Celebran arte y tradiciones en la Gala Catrina
En el corazón de la calle Reforma, donde el aroma de cempasúchil se mezcla con el murmullo de las risas y las notas de una marimba lejana, dos artistas de Nogales, Sonora, convierten el Día de Muertos en una ceremonia viva de color, memoria y orgullo fronterizo.
Desde hace ocho años, uno de ellos —con pinceles que parecen hablar y dedos que dan vida al barro— ha sido sembrador silencioso de esta tradición en una zona donde, hace poco, los altares eran cosa de otros lados. Hoy, su pareja, con agujas de oro y esmaltes que brillan como luciérnagas, lo acompaña en cada catrina que nace bajo el cielo de la frontera. Juntos, llevan cuatro ediciones consecutivas de esta exposición que ya no es solo arte: es un acto de resistencia cultural.
No se trata de hacer miedo, ni de copiar lo que se ve en las películas. Aquí, cada ojo pintado, cada flor de papel, cada pedrería que cae como lluvia sobre el vestido… es un abrazo a los que se fueron. Y eso, en esta tierra de pasos entre dos mundos, es un regalo que no se vende en tiendas.
El proceso es lento, casi devoto. Cada traje tarda hasta cuatro meses en completarse: telas teñidas a mano, encajes que imitan las redes de los tejidos de Oaxaca, y una cantidad de cristales que, al sol de la tarde, hacen parecer que la catrina lleva puesta una constelación entera. El maquillaje, por su parte, no es solo pintura: es un ritual. Cinco, seis horas diarias de paciencia, donde cada línea de la cara cuenta una historia —a veces de una abuela que bordaba en la cocina, otras de un tío que cantaba rancheras bajo la luna.
La inspiración no viene de los carteles turísticos, sino de los maestros que nunca se fueron: José Guadalupe Posada, con su sátira elegante y su mirada profunda, y Diego Rivera, con su fuerza colorida que abraza lo popular como sagrado.
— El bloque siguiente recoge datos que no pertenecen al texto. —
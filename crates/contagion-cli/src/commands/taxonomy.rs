use contagion_core::Taxonomy;

pub fn run(json: bool) {
    let taxonomy = Taxonomy::goemotions();
    if json {
        match serde_json::to_string_pretty(taxonomy.fine_labels()) {
            Ok(s) => println!("{s}"),
            Err(e) => {
                eprintln!("Failed to serialize taxonomy: {e}");
                std::process::exit(1);
            }
        }
        return;
    }

    println!("Macro categories: {}", taxonomy.macros().join(", "));
    println!("Unknown labels map to '{}' with valence 0\n", taxonomy.fallback());
    println!("  {:<24} {:<16} {:>8}", "label", "macro", "valence");
    for macro_label in taxonomy.macros() {
        for f in taxonomy
            .fine_labels()
            .iter()
            .filter(|f| &f.macro_label == macro_label)
        {
            println!("  {:<24} {:<16} {:>+8.2}", f.name, f.macro_label, f.valence);
        }
    }
}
La fusión de ambos se siente en cada detalle: el sombrero de ala ancha que recuerda a los campesinos de la sierra, pero con motivos de calaveras que parecen sonreír con orgullo; el vestido que evoca los murales de la Cámara de Diputados, pero bordado con flores de la tierra de Sonora.
Lo que más conmueve no es la perfección técnica —aunque hay mucha—, sino la forma en que la gente se detiene. Niños que se acercan sin miedo, mujeres que lloran al ver el rostro de su madre reflejado en el maquillaje, hombres mayores que se quitan el sombrero y susurran: “Así se hacía antes”. Nadie pide fotos por redes. Todos piden, con la mirada, que esto no se pierda.
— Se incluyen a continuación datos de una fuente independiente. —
//! Analysis engine: runs every component over one batch and assembles the report.
//!
//! Correlation, the transition matrix and the significance battery only read
//! the batch, so they can run on scoped threads. The ranker needs the matrix;
//! decay and outliers run after it. Every component lands in the report either
//! as a value or with the reason it has none.

use std::path::Path;
use std::time::{SystemTime, UNIX_EPOCH};

use serde::Serialize;
use serde_json::{Number, Value};

use crate::config::AnalysisConfig;
use crate::correlation::{self, CorrelationReport};
use crate::dataset::Dataset;
use crate::decay::{self, DecayCurve};
use crate::error::Result;
use crate::outcome::Outcome;
use crate::outliers::{self, OutlierReport};
use crate::propagation::{self, PropagationScore};
use crate::significance::{self, SignificanceReport};
use crate::taxonomy::Taxonomy;
use crate::transitions::TransitionMatrix;

/// Identifies the layout of the serialized report.
pub const REPORT_VERSION: &str = "contagion-report/1";

// ---------------------------------------------------------------------------
// Report
// ---------------------------------------------------------------------------

/// Provenance for one run.
#[derive(Debug, Clone, Serialize, PartialEq)]
pub struct ReportMeta {
    pub run_id: String,
    pub tool_version: String,
    pub report_version: String,
    pub created_unix_ms: u64,
    pub pair_count: usize,
    pub group_count: usize,
    pub depths: Vec<u32>,
    pub labels: Vec<String>,
    /// SHA-256 of the batch in `pair_id` order.
    pub input_sha256: String,
    pub config: AnalysisConfig,
}

#[derive(Debug, Clone, Serialize, PartialEq)]
pub struct AnalysisReport {
    pub meta: ReportMeta,
    pub correlation: Outcome<CorrelationReport>,
    pub transitions: Outcome<TransitionMatrix>,
    pub propagation: Outcome<Vec<PropagationScore>>,
    pub decay: Outcome<DecayCurve>,
    pub significance: SignificanceReport,
    pub outliers: Outcome<OutlierReport>,
}

impl AnalysisReport {
    /// Report as JSON with floats rounded to `config.report_precision` decimals.
    pub fn to_json_value(&self) -> Result<Value> {
        let mut value = serde_json::to_value(self)?;
        round_floats(&mut value, self.meta.config.report_precision);
        Ok(value)
    }

    pub fn to_json_pretty(&self) -> Result<String> {
        Ok(serde_json::to_string_pretty(&self.to_json_value()?)?)
    }

    pub fn write_json(&self, path: &Path) -> Result<()> {
        if let Some(parent) = path.parent().filter(|p| !p.as_os_str().is_empty()) {
            std::fs::create_dir_all(parent)?;
        }
        std::fs::write(path, self.to_json_pretty()?)?;
        log::info!("report written to {}", path.display());
        Ok(())
    }

    /// Components that carry no value.
    pub fn degraded_components(&self) -> Vec<(&'static str, &str)> {
        [
            ("correlation", self.correlation.reason()),
            ("transitions", self.transitions.reason()),
            ("propagation", self.propagation.reason()),
            ("decay", self.decay.reason()),
            ("decay.fit", self.decay.value().and_then(|d| d.fit.reason())),
            ("significance.chi_square", self.significance.chi_square.reason()),
            ("significance.depth_match", self.significance.depth_match.reason()),
            ("significance.permutation", self.significance.permutation.reason()),
            ("outliers", self.outliers.reason()),
        ]
        .into_iter()
        .filter_map(|(name, reason)| reason.map(|r| (name, r)))
        .collect()
    }
}

fn round_floats(value: &mut Value, precision: u32) {
    match value {
        Value::Number(n) if n.is_f64() => {
            if let Some(x) = n.as_f64() {
                let scale = 10f64.powi(precision as i32);
                if let Some(rounded) = Number::from_f64((x * scale).round() / scale) {
                    *n = rounded;
                }
            }
        }
        Value::Array(items) => items.iter_mut().for_each(|v| round_floats(v, precision)),
        Value::Object(map) => map.values_mut().for_each(|v| round_floats(v, precision)),
        _ => {}
    }
}

// ---------------------------------------------------------------------------
// Engine
// ---------------------------------------------------------------------------

pub struct ContagionEngine {
    taxonomy: Taxonomy,
    config: AnalysisConfig,
}

impl ContagionEngine {
    pub fn new(taxonomy: Taxonomy, config: AnalysisConfig) -> Result<Self> {
        config.validate()?;
        Ok(Self { taxonomy, config })
    }

    pub fn taxonomy(&self) -> &Taxonomy {
        &self.taxonomy
    }

    pub fn config(&self) -> &AnalysisConfig {
        &self.config
    }

    /// Run every component over `dataset`.
    pub fn analyze(&self, dataset: &Dataset) -> AnalysisReport {
        let pairs = dataset.pairs();
        let taxonomy = &self.taxonomy;
        let config = &self.config;
        log::info!(
            "analyzing {} pair(s) across {} depth(s){}",
            pairs.len(),
            dataset.depths().len(),
            if config.parallel { " (parallel)" } else { "" }
        );

        let run_correlation = || Outcome::from_result("correlation", correlation::analyze(pairs));
        let run_transitions = || {
            Outcome::from_result("transitions", TransitionMatrix::build(pairs, taxonomy))
        };
        let run_significance = || significance::run(pairs, taxonomy, config);

        let (correlation, transitions, significance) = if config.parallel {
            std::thread::scope(|s| {
                let c = s.spawn(run_correlation);
                let t = s.spawn(run_transitions);
                let g = s.spawn(run_significance);
                (
                    c.join().unwrap_or_else(|_| panicked("correlation")),
                    t.join().unwrap_or_else(|_| panicked("transitions")),
                    g.join().unwrap_or_else(|_| {
                        log::error!("significance: worker panicked");
                        SignificanceReport::failed("significance worker panicked")
                    }),
                )
            })
        } else {
            (run_correlation(), run_transitions(), run_significance())
        };

        let propagation = match &transitions {
            Outcome::Computed { value } => {
                Outcome::from_result("propagation", propagation::rank(value))
            }
            other => Outcome::Insufficient {
                reason: format!(
                    "transition matrix unavailable ({})",
                    other.reason().unwrap_or("unknown")
                ),
            },
        };
        let decay = Outcome::from_result("decay", decay::model(pairs, taxonomy, config));
        let outliers = Outcome::from_result("outliers", outliers::detect(pairs, config));

        AnalysisReport {
            meta: self.meta(dataset),
            correlation,
            transitions,
            propagation,
            decay,
            significance,
            outliers,
        }
    }

    fn meta(&self, dataset: &Dataset) -> ReportMeta {
        let created_unix_ms = SystemTime::now()
            .duration_since(UNIX_EPOCH)
            .map(|d| d.as_millis() as u64)
            .unwrap_or_default();
        ReportMeta {
            run_id: uuid::Uuid::new_v4().to_string(),
            tool_version: crate::VERSION.to_string(),
            report_version: REPORT_VERSION.to_string(),
            created_unix_ms,
            pair_count: dataset.len(),
            group_count: dataset.group_count(),
            depths: dataset.depths().into_iter().collect(),
            labels: self.taxonomy.macros().to_vec(),
            input_sha256: dataset.fingerprint(),
            config: self.config.clone(),
        }
    }
}

fn panicked<T>(component: &str) -> Outcome<T> {
    log::error!("{component}: worker panicked");
    Outcome::Failed {
        reason: format!("{component} worker panicked"),
    }
}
“No es un disfraz. Es un homenaje con piel”, dice uno de ellos, mientras ajusta una flor de cempasúchil en la sien de su compañera. “Y si alguien se anima a ponerse una catrina, no lo haga por moda. Hágalo porque recuerda. Porque su abuela le contaba historias de los muertos que no se van, solo cambian de casa.”
Esta noche, la calle Reforma volverá a llenarse de colores que no se apagan con el sol. Y mientras el humo del copal se eleva, y las velas titilan entre las calaveras de azúcar, quienes pasan por ahí saben: esto no es exhibición. Es memoria caminando, bailando, cantando —y sonriendo— con el alma intacta.